──────── MATERIAL PROVIDED

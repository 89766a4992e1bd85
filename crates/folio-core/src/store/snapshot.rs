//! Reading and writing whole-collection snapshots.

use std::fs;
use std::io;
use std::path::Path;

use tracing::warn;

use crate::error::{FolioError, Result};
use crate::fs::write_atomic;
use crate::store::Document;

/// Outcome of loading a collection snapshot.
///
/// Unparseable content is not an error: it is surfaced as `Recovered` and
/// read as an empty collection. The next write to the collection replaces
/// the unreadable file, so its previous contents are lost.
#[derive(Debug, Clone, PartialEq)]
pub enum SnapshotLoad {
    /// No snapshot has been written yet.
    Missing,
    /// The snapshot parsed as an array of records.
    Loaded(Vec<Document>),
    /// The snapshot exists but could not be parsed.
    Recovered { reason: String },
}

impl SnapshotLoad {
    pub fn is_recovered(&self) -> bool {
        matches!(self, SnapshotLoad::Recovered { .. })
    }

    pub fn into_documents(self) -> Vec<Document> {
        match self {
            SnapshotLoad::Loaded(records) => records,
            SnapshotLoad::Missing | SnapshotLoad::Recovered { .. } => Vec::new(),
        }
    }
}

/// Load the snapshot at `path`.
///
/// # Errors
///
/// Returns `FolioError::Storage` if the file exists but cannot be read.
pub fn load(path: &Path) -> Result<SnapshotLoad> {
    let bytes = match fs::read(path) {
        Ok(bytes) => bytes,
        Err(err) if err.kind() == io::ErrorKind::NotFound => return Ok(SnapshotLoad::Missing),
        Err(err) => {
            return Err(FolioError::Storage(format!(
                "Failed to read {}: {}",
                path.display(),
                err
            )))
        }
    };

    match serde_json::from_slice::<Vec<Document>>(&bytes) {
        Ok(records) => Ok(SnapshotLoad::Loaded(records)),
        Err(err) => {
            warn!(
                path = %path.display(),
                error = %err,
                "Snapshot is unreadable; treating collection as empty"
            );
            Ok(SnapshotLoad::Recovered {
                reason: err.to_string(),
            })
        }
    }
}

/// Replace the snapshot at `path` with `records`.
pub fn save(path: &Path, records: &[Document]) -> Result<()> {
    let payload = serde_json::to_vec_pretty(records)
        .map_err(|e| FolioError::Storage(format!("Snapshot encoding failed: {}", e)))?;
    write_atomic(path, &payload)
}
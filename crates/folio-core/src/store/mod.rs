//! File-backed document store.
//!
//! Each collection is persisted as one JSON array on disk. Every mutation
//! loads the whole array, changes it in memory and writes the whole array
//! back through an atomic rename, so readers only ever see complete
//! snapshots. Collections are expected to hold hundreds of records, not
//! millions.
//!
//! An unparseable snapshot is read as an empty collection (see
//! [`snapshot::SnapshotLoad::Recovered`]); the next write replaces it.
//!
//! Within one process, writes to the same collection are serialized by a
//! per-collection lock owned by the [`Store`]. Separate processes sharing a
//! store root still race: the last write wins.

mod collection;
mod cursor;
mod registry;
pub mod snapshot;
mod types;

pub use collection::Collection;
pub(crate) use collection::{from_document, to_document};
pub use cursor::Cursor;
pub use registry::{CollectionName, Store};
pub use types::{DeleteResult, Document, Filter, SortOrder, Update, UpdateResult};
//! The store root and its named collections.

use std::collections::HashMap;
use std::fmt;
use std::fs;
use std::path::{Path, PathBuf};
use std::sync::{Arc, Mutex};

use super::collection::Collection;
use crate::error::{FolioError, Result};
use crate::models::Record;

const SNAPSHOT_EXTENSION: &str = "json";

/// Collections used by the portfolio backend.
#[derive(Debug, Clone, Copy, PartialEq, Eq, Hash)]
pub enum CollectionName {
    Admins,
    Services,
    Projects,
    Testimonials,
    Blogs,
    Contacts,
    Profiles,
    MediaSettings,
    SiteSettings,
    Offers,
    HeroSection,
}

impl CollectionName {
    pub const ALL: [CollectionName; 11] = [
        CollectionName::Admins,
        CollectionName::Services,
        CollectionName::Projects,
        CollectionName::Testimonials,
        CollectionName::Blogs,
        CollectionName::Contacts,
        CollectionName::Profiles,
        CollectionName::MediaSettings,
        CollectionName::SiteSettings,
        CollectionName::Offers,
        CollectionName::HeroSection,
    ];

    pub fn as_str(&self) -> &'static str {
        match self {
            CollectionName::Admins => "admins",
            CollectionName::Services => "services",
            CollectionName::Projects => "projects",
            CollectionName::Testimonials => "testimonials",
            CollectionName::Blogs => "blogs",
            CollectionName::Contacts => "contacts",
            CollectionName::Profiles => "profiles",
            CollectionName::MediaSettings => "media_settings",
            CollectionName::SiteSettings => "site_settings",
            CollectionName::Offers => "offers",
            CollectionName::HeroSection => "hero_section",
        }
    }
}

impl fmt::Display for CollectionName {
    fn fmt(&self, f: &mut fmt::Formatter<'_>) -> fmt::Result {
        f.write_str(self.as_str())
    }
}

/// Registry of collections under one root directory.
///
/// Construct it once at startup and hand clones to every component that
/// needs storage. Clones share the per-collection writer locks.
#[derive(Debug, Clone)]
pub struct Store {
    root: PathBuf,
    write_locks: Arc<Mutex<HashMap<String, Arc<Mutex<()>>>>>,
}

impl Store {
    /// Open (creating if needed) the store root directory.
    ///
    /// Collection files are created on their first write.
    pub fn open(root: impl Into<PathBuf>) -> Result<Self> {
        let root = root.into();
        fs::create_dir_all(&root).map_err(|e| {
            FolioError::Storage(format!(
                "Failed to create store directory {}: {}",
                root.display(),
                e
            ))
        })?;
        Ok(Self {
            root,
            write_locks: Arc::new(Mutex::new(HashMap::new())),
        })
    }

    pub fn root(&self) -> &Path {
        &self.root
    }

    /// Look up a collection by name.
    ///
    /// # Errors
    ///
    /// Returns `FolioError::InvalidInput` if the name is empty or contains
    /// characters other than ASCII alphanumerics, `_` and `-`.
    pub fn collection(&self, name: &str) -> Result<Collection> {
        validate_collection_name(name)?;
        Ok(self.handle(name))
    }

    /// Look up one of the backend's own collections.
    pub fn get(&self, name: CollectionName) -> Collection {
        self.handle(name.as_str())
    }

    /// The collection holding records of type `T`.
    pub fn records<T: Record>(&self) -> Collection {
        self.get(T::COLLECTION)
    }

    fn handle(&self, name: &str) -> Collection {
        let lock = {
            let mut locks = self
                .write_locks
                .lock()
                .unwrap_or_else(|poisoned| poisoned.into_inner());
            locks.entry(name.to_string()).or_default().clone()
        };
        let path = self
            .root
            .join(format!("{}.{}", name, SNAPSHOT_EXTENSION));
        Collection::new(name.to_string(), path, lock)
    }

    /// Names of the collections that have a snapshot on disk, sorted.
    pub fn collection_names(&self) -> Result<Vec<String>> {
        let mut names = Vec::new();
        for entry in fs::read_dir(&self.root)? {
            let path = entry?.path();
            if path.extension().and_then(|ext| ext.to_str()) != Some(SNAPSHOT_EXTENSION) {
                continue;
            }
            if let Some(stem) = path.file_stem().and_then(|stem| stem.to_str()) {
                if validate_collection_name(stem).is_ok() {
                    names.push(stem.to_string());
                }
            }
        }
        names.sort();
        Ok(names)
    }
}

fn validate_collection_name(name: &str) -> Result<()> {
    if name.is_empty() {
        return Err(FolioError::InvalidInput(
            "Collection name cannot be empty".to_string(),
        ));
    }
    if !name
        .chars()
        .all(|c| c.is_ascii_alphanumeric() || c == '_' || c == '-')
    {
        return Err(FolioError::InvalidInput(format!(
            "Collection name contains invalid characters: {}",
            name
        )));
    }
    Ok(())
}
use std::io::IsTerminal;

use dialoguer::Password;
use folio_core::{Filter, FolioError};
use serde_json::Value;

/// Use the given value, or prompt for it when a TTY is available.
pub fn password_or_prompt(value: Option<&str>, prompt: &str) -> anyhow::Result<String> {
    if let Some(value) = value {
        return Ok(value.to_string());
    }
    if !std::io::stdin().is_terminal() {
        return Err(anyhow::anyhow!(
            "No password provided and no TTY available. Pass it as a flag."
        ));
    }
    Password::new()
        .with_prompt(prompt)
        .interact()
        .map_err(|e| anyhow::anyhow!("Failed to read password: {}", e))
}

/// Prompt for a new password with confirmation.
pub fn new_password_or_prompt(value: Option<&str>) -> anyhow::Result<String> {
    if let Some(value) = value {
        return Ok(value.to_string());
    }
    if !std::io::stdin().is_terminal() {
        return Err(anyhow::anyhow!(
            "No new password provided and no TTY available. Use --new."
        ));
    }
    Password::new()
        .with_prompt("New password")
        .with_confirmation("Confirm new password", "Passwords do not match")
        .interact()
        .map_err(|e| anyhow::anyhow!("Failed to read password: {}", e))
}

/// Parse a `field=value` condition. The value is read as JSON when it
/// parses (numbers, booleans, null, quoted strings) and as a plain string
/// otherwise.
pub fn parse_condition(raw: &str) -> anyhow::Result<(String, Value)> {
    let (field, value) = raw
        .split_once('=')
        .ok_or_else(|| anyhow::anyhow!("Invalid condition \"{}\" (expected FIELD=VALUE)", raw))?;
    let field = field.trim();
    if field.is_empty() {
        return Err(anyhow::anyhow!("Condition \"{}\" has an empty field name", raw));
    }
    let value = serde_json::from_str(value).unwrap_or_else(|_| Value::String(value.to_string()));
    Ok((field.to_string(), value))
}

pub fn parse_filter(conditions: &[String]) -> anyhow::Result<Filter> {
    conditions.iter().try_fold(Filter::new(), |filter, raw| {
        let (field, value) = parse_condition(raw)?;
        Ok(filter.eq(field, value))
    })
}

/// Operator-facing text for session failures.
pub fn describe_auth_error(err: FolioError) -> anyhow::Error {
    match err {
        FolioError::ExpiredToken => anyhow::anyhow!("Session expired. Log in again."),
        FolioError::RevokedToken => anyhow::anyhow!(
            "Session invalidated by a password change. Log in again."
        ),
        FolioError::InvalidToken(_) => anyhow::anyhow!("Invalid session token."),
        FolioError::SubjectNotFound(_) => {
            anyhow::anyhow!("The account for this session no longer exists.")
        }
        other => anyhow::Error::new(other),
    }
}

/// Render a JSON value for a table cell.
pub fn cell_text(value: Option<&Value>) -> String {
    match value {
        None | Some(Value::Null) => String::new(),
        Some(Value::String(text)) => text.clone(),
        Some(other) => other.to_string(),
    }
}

────────────────

▸ **TRY IT**: Among the records, find the lines that contain "bytes" and copy each of them.

▸ **TASK RESULT**:
    let bytes = match fs::read(path) {
        Ok(bytes) => bytes,
    match serde_json::from_slice::<Vec<Document>>(&bytes) {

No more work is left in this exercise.